- Exercise objective -
If a line in the listing below has the string "ConvModelResponse", copy it out.

• • •

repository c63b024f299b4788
use axum::Router;
use ml_proxy::{
    config::UpstreamConfig,
    server::{self, handlers::AppState},
    upstream::HttpInferenceClient,
};
use std::sync::Arc;
use tempfile::TempDir;

pub const MULTIPART_BOUNDARY: &str = "ml-proxy-test-boundary";

pub const INDEX_HTML: &str = "<!doctype html><html><body><div id=\"root\">spa</div></body></html>";

/// Upstream config suited to tests: short timeout, no retries.
pub fn upstream_config(base_url: &str) -> UpstreamConfig {
    UpstreamConfig {
        base_url: base_url.to_string(),
        timeout_secs: 2,
        max_retries: 0,
        retry_backoff_ms: 10,
        forward_number_to_generate: false,
    }
}

/// Static directory with an `index.html` and one asset.
pub fn create_static_dir() -> TempDir {
    let dir = tempfile::tempdir().expect("Failed to create temp directory");
    std::fs::write(dir.path().join("index.html"), INDEX_HTML).unwrap();
    std::fs::write(dir.path().join("app.js"), "console.log('app');").unwrap();
    dir
}

/// The full router wired to a real HTTP upstream client.
pub fn create_test_app(upstream: UpstreamConfig) -> (Router, TempDir) {
    let static_dir = create_static_dir();
    let forward_number_to_generate = upstream.forward_number_to_generate;
    let client = HttpInferenceClient::new(upstream).unwrap();

    let state = AppState {
        upstream: Arc::new(client),
        forward_number_to_generate,
    };

    let app = server::router(state, &static_dir.path().to_string_lossy());
    (app, static_dir)
}

/// A local URL nothing is listening on.
pub async fn unreachable_url() -> String {
    let listener = tokio::net::TcpListener::bind("127.0.0.1:0").await.unwrap();
    let addr = listener.local_addr().unwrap();
    drop(listener);
    format!("http://{}", addr)
}

/// Serves `app` on an ephemeral port and returns its base URL.
pub async fn spawn_app(app: Router) -> String {
    let listener = tokio::net::TcpListener::bind("127.0.0.1:0").await.unwrap();
    let addr = listener.local_addr().unwrap();
    tokio::spawn(async move {
        axum::serve(listener, app).await.unwrap();
    });
    format!("http://{}", addr)
}

/// A multipart body with a single file field; returns the content type and the bytes.
pub fn multipart_body(field: &str, file_name: &str, content_type: &str, data: &[u8]) -> (String, Vec<u8>) {
    let mut body = Vec::new();
    body.extend_from_slice(
        format!(
            "--{MULTIPART_BOUNDARY}\r\nContent-Disposition: form-data; name=\"{field}\"; filename=\"{file_name}\"\r\nContent-Type: {content_type}\r\n\r\n"
        )
        .as_bytes(),
    );
    body.extend_from_slice(data);
    body.extend_from_slice(format!("\r\n--{MULTIPART_BOUNDARY}--\r\n").as_bytes());

    (
        format!("multipart/form-data; boundary={MULTIPART_BOUNDARY}"),
        body,
    )
}

/// A few bytes starting with the JPEG magic number.
pub fn fake_jpeg() -> Vec<u8> {
    vec![0xFF, 0xD8, 0xFF, 0xE0, 0x00, 0x10, b'J', b'F', b'I', b'F', 0x00, 0xFF, 0xD9]
}
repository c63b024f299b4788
use super::types::forwarded_language_payload;
use crate::{
    Error, Result,
    models::{ErrorResponse, IMAGE_FIELD, ImageUpload},
    upstream::InferenceClient,
};
use axum::{
    body::Bytes,
    extract::{
        Multipart, State,
        multipart::{MultipartError, MultipartRejection},
        rejection::BytesRejection,
    },
    http::StatusCode,
    response::Json,
};
use serde_json::Value;
use std::sync::Arc;
use tracing::{debug, error, info, warn};
use uuid::Uuid;

#[derive(Clone)]
pub struct AppState {
    pub upstream: Arc<dyn InferenceClient>,
    pub forward_number_to_generate: bool,
}

type HandlerError = (StatusCode, Json<ErrorResponse>);

fn error_response(status: StatusCode, err: &Error) -> HandlerError {
    (status, Json(ErrorResponse::new(err.to_string())))
}

/// Relays a name generation request. Only unreadable or oversized bodies are
/// refused; the inference server decides what it can work with.
pub async fn language_model(
    State(state): State<AppState>,
    body: std::result::Result<Bytes, BytesRejection>,
) -> std::result::Result<(StatusCode, Json<Value>), HandlerError> {
    let request_id = Uuid::new_v4();

    let body = body.map_err(|rejection| {
        warn!(%request_id, "Could not read language model body: {}", rejection.body_text());
        (
            rejection.status(),
            Json(ErrorResponse::new(rejection.body_text())),
        )
    })?;
    let payload = forwarded_language_payload(&body, state.forward_number_to_generate);

    if !state.forward_number_to_generate {
        debug!(%request_id, "number_to_generate is not forwarded upstream");
    }
    info!(%request_id, "Relaying language model request");

    match state.upstream.language_model(payload).await {
        Ok(reply) => {
            let status = StatusCode::from_u16(reply.status).unwrap_or(StatusCode::OK);
            info!(%request_id, "Language model replied with {}", status);
            Ok((status, Json(reply.body)))
        }
        Err(e) => {
            error!(%request_id, "Language model request failed: {}", e);
            Err(error_response(StatusCode::INTERNAL_SERVER_ERROR, &e))
        }
    }
}

/// Relays an uploaded image for classification and answers 201 on success.
pub async fn conv_model(
    State(state): State<AppState>,
    multipart: std::result::Result<Multipart, MultipartRejection>,
) -> std::result::Result<(StatusCode, Json<Value>), HandlerError> {
    let request_id = Uuid::new_v4();

    let image = match multipart {
        Ok(mut multipart) => read_image(&mut multipart).await,
        Err(rejection) => Err(Error::invalid_upload(rejection.body_text())),
    }
    .map_err(|e| {
        warn!(%request_id, "Rejected conv model upload: {}", e);
        error_response(e.client_status(), &e)
    })?;

    info!(
        %request_id,
        "Relaying conv model request for '{}' ({} bytes)",
        image.file_name,
        image.bytes.len()
    );

    match state.upstream.conv_model(image).await {
        Ok(reply) => {
            info!(%request_id, "Conv model classified image");
            Ok((StatusCode::CREATED, Json(reply.body)))
        }
        Err(e) => {
            error!(%request_id, "Conv model request failed: {}", e);
            Err(error_response(StatusCode::INTERNAL_SERVER_ERROR, &e))
        }
    }
}

fn upload_error(err: MultipartError) -> Error {
    if err.status() == StatusCode::PAYLOAD_TOO_LARGE {
        Error::PayloadTooLarge(err.body_text())
    } else {
        Error::invalid_upload(err.body_text())
    }
}

async fn read_image(multipart: &mut Multipart) -> Result<ImageUpload> {
    while let Some(field) = multipart.next_field().await.map_err(upload_error)? {
        if field.name() != Some(IMAGE_FIELD) {
            continue;
        }

        let file_name = field.file_name().unwrap_or(IMAGE_FIELD).to_string();
        let content_type = field.content_type().map(str::to_string);
        let bytes = field.bytes().await.map_err(upload_error)?;

        return Ok(ImageUpload {
            file_name,
            content_type,
            bytes: bytes.to_vec(),
        });
    }

    Err(Error::invalid_upload(format!(
        "missing multipart field '{}'",
        IMAGE_FIELD
    )))
}
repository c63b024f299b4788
use std::fmt;

pub const TEMPERATURE_MIN: f64 = 0.5;
pub const TEMPERATURE_MAX: f64 = 5.0;
pub const NUMBER_TO_GENERATE_MIN: f64 = 1.0;
pub const NUMBER_TO_GENERATE_MAX: f64 = 15.0;

/// Why a form value was refused. `Display` yields the text shown in the field's label.
#[derive(Debug, Clone, PartialEq)]
pub enum ValidationError {
    Missing { min: f64, max: f64 },
    OutOfRange { min: f64, max: f64, value: String },
    NotInteger { min: f64, max: f64 },
}

impl fmt::Display for ValidationError {
    fn fmt(&self, f: &mut fmt::Formatter<'_>) -> fmt::Result {
        match self {
            Self::Missing { min, max } => write!(
                f,
                "Value must be a number between {} and {}, and no value was provided at all!",
                min, max
            ),
            Self::OutOfRange { min, max, value } => write!(
                f,
                "Value must be a number between {} and {}, and {} does not meet those conditions",
                min, max, value
            ),
            Self::NotInteger { min, max } => {
                write!(f, "Please pass an integer between {} and {}", min, max)
            }
        }
    }
}

impl std::error::Error for ValidationError {}

fn check_bounds(raw: &str, min: f64, max: f64) -> Result<f64, ValidationError> {
    let raw = raw.trim();
    if raw.is_empty() {
        return Err(ValidationError::Missing { min, max });
    }

    match raw.parse::<f64>() {
        Ok(value) if value.is_finite() && (min..=max).contains(&value) => Ok(value),
        _ => Err(ValidationError::OutOfRange {
            min,
            max,
            value: raw.to_string(),
        }),
    }
}

/// Accepts any number in `[0.5, 5]`.
pub fn validate_temperature(raw: &str) -> Result<f64, ValidationError> {
    check_bounds(raw, TEMPERATURE_MIN, TEMPERATURE_MAX)
}

/// Accepts whole numbers in `[1, 15]`; `3.0` counts as whole.
pub fn validate_number_to_generate(raw: &str) -> Result<u32, ValidationError> {
    let value = check_bounds(raw, NUMBER_TO_GENERATE_MIN, NUMBER_TO_GENERATE_MAX)?;
    if value.fract() != 0.0 {
        return Err(ValidationError::NotInteger {
            min: NUMBER_TO_GENERATE_MIN,
            max: NUMBER_TO_GENERATE_MAX,
        });
    }
    Ok(value as u32)
}
use anyhow::Result;
use ml_proxy::{config, server};
use tracing::info;

/// Validates that a log level string is valid
fn validate_log_level(level: &str) -> Result<()> {
    level
        .parse::<tracing_subscriber::filter::LevelFilter>()
        .map_err(|_| {
            anyhow::anyhow!(
                "Invalid log level: '{}'. Valid levels: error, warn, info, debug, trace",
                level
            )
        })?;
    Ok(())
}

#[tokio::main]
async fn main() -> Result<()> {
    // Configuration comes first so the log level can be taken from it
    let config = match config::load().await {
        Ok(config) => config,
        Err(e) => {
            eprintln!("Failed to load configuration: {}", e);
            std::process::exit(1);
        }
    };

    // Environment variable overrides config
    let log_level = std::env::var("RUST_LOG").unwrap_or_else(|_| config.server.logs.level.clone());

    if let Err(e) = validate_log_level(&log_level) {
        eprintln!("{}", e);
        std::process::exit(1);
    }

    let filter = tracing_subscriber::EnvFilter::try_from_default_env()
        .or_else(|_| tracing_subscriber::EnvFilter::try_new(&log_level))?;

    tracing_subscriber::fmt()
        .with_env_filter(filter)
        .json()
        .init();

    info!("Starting ml-proxy with log level: {}", log_level);
    info!(
        "Serving frontend from {} on port {}",
        config.server.static_dir, config.server.port
    );

    server::run(config).await?;

    Ok(())
}
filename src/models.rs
//! Request and response shapes exchanged between the browser, the proxy and
//! the inference server. Nothing here outlives a single exchange.

use serde::{Deserialize, Serialize};
use std::collections::HashMap;

/// Multipart field carrying the image, both from the browser and towards the inference server.
pub const IMAGE_FIELD: &str = "image";

#[derive(Debug, Clone, PartialEq, Serialize, Deserialize)]
pub struct LanguageModelRequest {
    pub temperature: f64,
    pub number_to_generate: u32,
}

#[derive(Debug, Clone, Default, PartialEq, Serialize, Deserialize)]
pub struct LanguageModelResponse {
    #[serde(rename = "predictedName", default, skip_serializing_if = "Option::is_none")]
    pub predicted_name: Option<Vec<String>>,
}

#[derive(Debug, Clone, PartialEq, Serialize, Deserialize)]
pub struct ConvModelResponse {
    #[serde(rename = "MostLikelyClass")]
    pub most_likely_class: String,
    #[serde(rename = "allProbs")]
    pub all_probs: HashMap<String, f64>,
}

#[derive(Debug, Clone, PartialEq, Serialize, Deserialize)]
pub struct ErrorResponse {
    pub message: String,
}

impl ErrorResponse {
    pub fn new(message: impl Into<String>) -> Self {
        Self {
            message: message.into(),
        }
    }
}

/// An image file as received from a form or multipart request.
#[derive(Debug, Clone, PartialEq)]
pub struct ImageUpload {
    pub file_name: String,
    pub content_type: Option<String>,
    pub bytes: Vec<u8>,
}

impl ImageUpload {
    pub fn new(file_name: impl Into<String>, content_type: Option<&str>, bytes: Vec<u8>) -> Self {
        Self {
            file_name: file_name.into(),
            content_type: content_type.map(str::to_string),
            bytes,
        }
    }
}
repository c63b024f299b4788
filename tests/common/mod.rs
#![allow(dead_code)]

pub mod mocks;
pub mod test_utils;
use axum::http::StatusCode;
use thiserror::Error;

pub type Result<T> = std::result::Result<T, Error>;

#[derive(Error, Debug)]
pub enum Error {
    #[error("Configuration error: {0}")]
    Config(String),

    #[error("Upstream error: {0}")]
    Upstream(String),

    #[error("Upstream responded with status {status}: {body}")]
    UpstreamStatus { status: u16, body: String },

    #[error("Invalid upload: {0}")]
    InvalidUpload(String),

    #[error("Request body too large: {0}")]
    PayloadTooLarge(String),

    #[error("Serialization error: {0}")]
    Serialization(#[from] serde_json::Error),

    #[error("YAML error: {0}")]
    Yaml(#[from] serde_yaml::Error),

    #[error("IO error: {0}")]
    Io(#[from] std::io::Error),

    #[error("Network error: {0}")]
    Network(#[from] reqwest::Error),

    #[error("Address parse error: {0}")]
    AddrParse(#[from] std::net::AddrParseError),

    #[error("Invalid state transition: {current} -> {requested}")]
    InvalidTransition { current: String, requested: String },
}

impl Error {
    pub fn config(msg: impl Into<String>) -> Self {
        Self::Config(msg.into())
    }

    pub fn upstream(msg: impl Into<String>) -> Self {
        Self::Upstream(msg.into())
    }

    pub fn invalid_upload(msg: impl Into<String>) -> Self {
        Self::InvalidUpload(msg.into())
    }

    /// Status a client-side request problem is answered with.
    pub fn client_status(&self) -> StatusCode {
        match self {
            Self::PayloadTooLarge(_) => StatusCode::PAYLOAD_TOO_LARGE,
            Self::InvalidUpload(_) => StatusCode::BAD_REQUEST,
            _ => StatusCode::INTERNAL_SERVER_ERROR,
        }
    }

    /// True for failures that happened before any upstream response arrived.
    pub fn is_transport(&self) -> bool {
        match self {
            Self::Network(e) => e.is_connect() || e.is_timeout(),
            _ => false,
        }
    }
}
pub mod config;
pub mod error;
pub mod frontend;
pub mod models;
pub mod server;
pub mod upstream;

pub use error::{Error, Result};
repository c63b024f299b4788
pub mod handlers;
pub mod types;

use crate::{Result, config::Config, upstream::HttpInferenceClient};
use axum::{Router, extract::DefaultBodyLimit, routing::post};
use handlers::AppState;
use std::{net::SocketAddr, path::Path, sync::Arc};
use tower::ServiceBuilder;
use tower_http::{
    services::{ServeDir, ServeFile},
    trace::TraceLayer,
};
use tracing::info;

/// Request body limit; uploads above it are refused before reaching a handler.
pub const MAX_BODY_BYTES: usize = 16 * 1024 * 1024;

/// The proxy routes, with unmatched paths served from `static_dir` and
/// falling back to its `index.html` so the frontend can route them. GETs on
/// the API paths are page loads and get the frontend too.
pub fn router(state: AppState, static_dir: &str) -> Router {
    let index = Path::new(static_dir).join("index.html");
    let spa = ServeDir::new(static_dir).fallback(ServeFile::new(index));

    Router::new()
        .route(
            "/languageModel",
            post(handlers::language_model).get_service(spa.clone()),
        )
        .route(
            "/convModel",
            post(handlers::conv_model).get_service(spa.clone()),
        )
        .fallback_service(spa)
        .layer(
            ServiceBuilder::new()
                .layer(TraceLayer::new_for_http())
                .layer(DefaultBodyLimit::max(MAX_BODY_BYTES)),
        )
        .with_state(state)
}

pub async fn run(config: Config) -> Result<()> {
    let upstream = HttpInferenceClient::new(config.upstream.clone())?;
    info!("Relaying model requests to {}", config.upstream.base_url);

    let app_state = AppState {
        upstream: Arc::new(upstream),
        forward_number_to_generate: config.upstream.forward_number_to_generate,
    };

    let app = router(app_state, &config.server.static_dir);

    let addr = SocketAddr::new(config.server.host.parse()?, config.server.port);

    info!("Starting server on {}", addr);

    let listener = tokio::net::TcpListener::bind(addr).await?;
    axum::serve(listener, app).await?;

    Ok(())
}
use super::{
    api::ProxyApi,
    phase::{FormEvent, FormPhase, FormStateMachine, Visibility},
    view::escape_html,
};
use crate::{
    Result,
    models::{ConvModelResponse, ImageUpload},
};
use std::sync::Arc;
use tracing::{info, warn};

pub const CLASSIFY_ERROR: &str = "Sorry, there was an error classifying your image. Try again?";
pub const NO_IMAGE_SELECTED: &str = "Please select an image to classify";

#[derive(Debug, Clone, PartialEq)]
pub struct Classification {
    pub most_likely_class: String,
    /// Highest probability first.
    pub probabilities: Vec<(String, f64)>,
}

impl From<ConvModelResponse> for Classification {
    fn from(response: ConvModelResponse) -> Self {
        let mut probabilities: Vec<(String, f64)> = response.all_probs.into_iter().collect();
        probabilities.sort_by(|a, b| b.1.total_cmp(&a.1).then_with(|| a.0.cmp(&b.0)));

        Self {
            most_likely_class: response.most_likely_class,
            probabilities,
        }
    }
}

#[derive(Debug, Clone, PartialEq, Default)]
pub enum ClassificationResults {
    #[default]
    Empty,
    Classified(Classification),
    Message(String),
}

impl ClassificationResults {
    pub fn to_html(&self) -> String {
        match self {
            Self::Empty => String::new(),
            Self::Message(text) => escape_html(text),
            Self::Classified(classification) => {
                let rows: String = classification
                    .probabilities
                    .iter()
                    .map(|(class, prob)| {
                        format!("<li>{}: {:.1}%</li>", escape_html(class), prob * 100.0)
                    })
                    .collect();
                format!(
                    "<p>{}</p><ul>{}</ul>",
                    escape_html(&classification.most_likely_class),
                    rows
                )
            }
        }
    }
}

/// The image classification panel: a file picker, a results area and a
/// "classify again" control.
pub struct ConvModel {
    api: Arc<dyn ProxyApi>,
    machine: FormStateMachine,
    selected: Option<ImageUpload>,
    validation_message: Option<String>,
    results: ClassificationResults,
}

impl ConvModel {
    pub fn new(api: Arc<dyn ProxyApi>) -> Self {
        Self {
            api,
            machine: FormStateMachine::new("ConvModel"),
            selected: None,
            validation_message: None,
            results: ClassificationResults::Empty,
        }
    }

    pub fn phase(&self) -> FormPhase {
        self.machine.current_phase()
    }

    pub fn visibility(&self) -> Visibility {
        self.phase().visibility()
    }

    pub fn results(&self) -> &ClassificationResults {
        &self.results
    }

    pub fn validation_message(&self) -> Option<&str> {
        self.validation_message.as_deref()
    }

    pub fn select_image(&mut self, image: ImageUpload) {
        self.selected = Some(image);
    }

    pub async fn submit(&mut self) -> Result<FormPhase> {
        self.machine.ensure_accepts(FormEvent::Submit)?;

        let Some(image) = self.selected.clone().filter(|image| !image.bytes.is_empty()) else {
            self.validation_message = Some(NO_IMAGE_SELECTED.to_string());
            return Ok(self.phase());
        };

        self.validation_message = None;
        self.results = ClassificationResults::Empty;
        self.machine.transition(FormEvent::Submit)?;

        let classification = match self.api.classify_image(&image).await {
            Ok(body) => match serde_json::from_value::<ConvModelResponse>(body) {
                Ok(response) => Some(Classification::from(response)),
                Err(e) => {
                    warn!("Unexpected conv model response: {}", e);
                    None
                }
            },
            Err(e) => {
                warn!("Conv model request failed: {}", e);
                None
            }
        };

        match classification {
            Some(classification) => {
                info!("Image classified as {}", classification.most_likely_class);
                self.results = ClassificationResults::Classified(classification);
                self.machine.transition(FormEvent::ResponseSucceeded)?;
            }
            None => {
                self.results = ClassificationResults::Message(CLASSIFY_ERROR.to_string());
                self.machine.transition(FormEvent::ResponseFailed)?;
            }
        }

        Ok(self.phase())
    }

    pub fn classify_again(&mut self) -> Result<()> {
        self.machine.transition(FormEvent::Reset)?;
        self.selected = None;
        self.validation_message = None;
        self.results = ClassificationResults::Empty;
        Ok(())
    }
}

• • •

- Worked solution -
pub struct ConvModelResponse {
    models::{ConvModelResponse, ImageUpload},
impl From<ConvModelResponse> for Classification {
    fn from(response: ConvModelResponse) -> Self {
            Ok(body) => match serde_json::from_value::<ConvModelResponse>(body) {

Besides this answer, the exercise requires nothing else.